Task prompt:
If a line below contains "aprovado", add it to your tally, then answer with the tally alone.

Records for the task:
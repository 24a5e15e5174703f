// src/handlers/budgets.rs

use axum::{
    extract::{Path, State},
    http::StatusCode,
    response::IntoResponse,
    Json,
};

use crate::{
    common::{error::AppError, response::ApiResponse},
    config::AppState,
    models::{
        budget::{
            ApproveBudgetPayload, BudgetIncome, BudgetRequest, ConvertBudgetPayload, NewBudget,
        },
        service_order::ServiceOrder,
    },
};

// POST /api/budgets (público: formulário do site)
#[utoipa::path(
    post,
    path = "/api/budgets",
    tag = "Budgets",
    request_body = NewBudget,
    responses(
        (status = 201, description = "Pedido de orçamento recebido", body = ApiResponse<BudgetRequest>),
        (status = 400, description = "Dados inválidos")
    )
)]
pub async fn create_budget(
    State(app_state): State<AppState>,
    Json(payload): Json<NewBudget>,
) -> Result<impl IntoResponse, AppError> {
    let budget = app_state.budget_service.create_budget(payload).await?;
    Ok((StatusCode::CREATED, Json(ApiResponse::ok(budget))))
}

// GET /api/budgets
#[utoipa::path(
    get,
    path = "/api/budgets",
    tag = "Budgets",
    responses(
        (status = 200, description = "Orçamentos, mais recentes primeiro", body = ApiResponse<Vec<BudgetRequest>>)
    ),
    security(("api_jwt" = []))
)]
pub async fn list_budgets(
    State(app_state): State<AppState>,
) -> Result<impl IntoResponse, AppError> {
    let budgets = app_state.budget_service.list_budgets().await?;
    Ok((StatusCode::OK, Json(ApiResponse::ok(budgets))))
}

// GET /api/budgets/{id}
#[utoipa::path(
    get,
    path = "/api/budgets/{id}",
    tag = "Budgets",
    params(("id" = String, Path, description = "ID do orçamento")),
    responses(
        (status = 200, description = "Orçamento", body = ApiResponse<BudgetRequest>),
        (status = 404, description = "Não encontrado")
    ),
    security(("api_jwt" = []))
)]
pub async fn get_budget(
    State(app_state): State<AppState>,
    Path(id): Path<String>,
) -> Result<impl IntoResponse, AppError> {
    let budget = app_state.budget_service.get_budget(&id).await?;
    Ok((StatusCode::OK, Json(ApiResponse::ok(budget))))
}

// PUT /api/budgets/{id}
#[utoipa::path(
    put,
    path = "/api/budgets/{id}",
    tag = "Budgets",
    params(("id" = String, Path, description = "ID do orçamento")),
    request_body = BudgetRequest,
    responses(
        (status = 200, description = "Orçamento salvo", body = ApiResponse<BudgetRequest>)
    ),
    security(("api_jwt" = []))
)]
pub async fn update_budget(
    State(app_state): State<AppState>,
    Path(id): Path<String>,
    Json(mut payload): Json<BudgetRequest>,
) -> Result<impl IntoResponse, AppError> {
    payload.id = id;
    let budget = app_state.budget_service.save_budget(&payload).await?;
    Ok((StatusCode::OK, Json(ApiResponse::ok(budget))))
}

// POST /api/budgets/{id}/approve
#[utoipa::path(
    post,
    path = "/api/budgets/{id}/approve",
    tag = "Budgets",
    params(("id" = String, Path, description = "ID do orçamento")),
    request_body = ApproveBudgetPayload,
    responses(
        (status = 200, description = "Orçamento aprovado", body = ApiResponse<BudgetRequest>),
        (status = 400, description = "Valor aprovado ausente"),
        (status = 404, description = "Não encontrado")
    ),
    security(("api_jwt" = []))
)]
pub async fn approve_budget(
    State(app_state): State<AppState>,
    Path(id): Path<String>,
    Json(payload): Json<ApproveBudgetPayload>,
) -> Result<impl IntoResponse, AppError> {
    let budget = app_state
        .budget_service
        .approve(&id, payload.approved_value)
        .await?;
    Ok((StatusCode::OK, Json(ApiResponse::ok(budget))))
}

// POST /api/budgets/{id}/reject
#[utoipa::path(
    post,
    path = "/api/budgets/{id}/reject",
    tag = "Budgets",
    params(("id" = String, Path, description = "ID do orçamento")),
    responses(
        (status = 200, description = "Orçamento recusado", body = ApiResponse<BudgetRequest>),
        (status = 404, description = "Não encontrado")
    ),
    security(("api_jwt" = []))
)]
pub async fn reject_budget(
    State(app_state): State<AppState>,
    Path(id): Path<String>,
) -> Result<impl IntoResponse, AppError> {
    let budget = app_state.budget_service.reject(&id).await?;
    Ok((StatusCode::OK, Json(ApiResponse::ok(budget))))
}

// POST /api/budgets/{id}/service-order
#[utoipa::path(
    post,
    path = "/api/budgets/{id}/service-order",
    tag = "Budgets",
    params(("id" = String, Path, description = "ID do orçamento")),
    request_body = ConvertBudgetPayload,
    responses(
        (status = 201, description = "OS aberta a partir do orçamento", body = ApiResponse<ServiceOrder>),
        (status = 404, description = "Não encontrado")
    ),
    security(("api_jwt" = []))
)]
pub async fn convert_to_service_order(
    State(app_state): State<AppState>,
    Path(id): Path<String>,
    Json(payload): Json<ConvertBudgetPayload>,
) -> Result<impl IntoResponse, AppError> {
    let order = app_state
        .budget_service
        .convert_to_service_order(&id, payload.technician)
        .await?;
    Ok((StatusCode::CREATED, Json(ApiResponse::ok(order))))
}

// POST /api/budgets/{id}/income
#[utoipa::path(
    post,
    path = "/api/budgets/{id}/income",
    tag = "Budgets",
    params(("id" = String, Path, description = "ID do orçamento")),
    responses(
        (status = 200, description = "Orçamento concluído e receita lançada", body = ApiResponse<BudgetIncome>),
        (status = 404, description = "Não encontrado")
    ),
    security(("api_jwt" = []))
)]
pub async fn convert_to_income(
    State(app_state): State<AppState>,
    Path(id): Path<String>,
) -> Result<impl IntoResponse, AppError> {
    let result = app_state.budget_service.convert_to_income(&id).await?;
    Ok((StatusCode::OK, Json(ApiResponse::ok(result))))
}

Exercise response:
2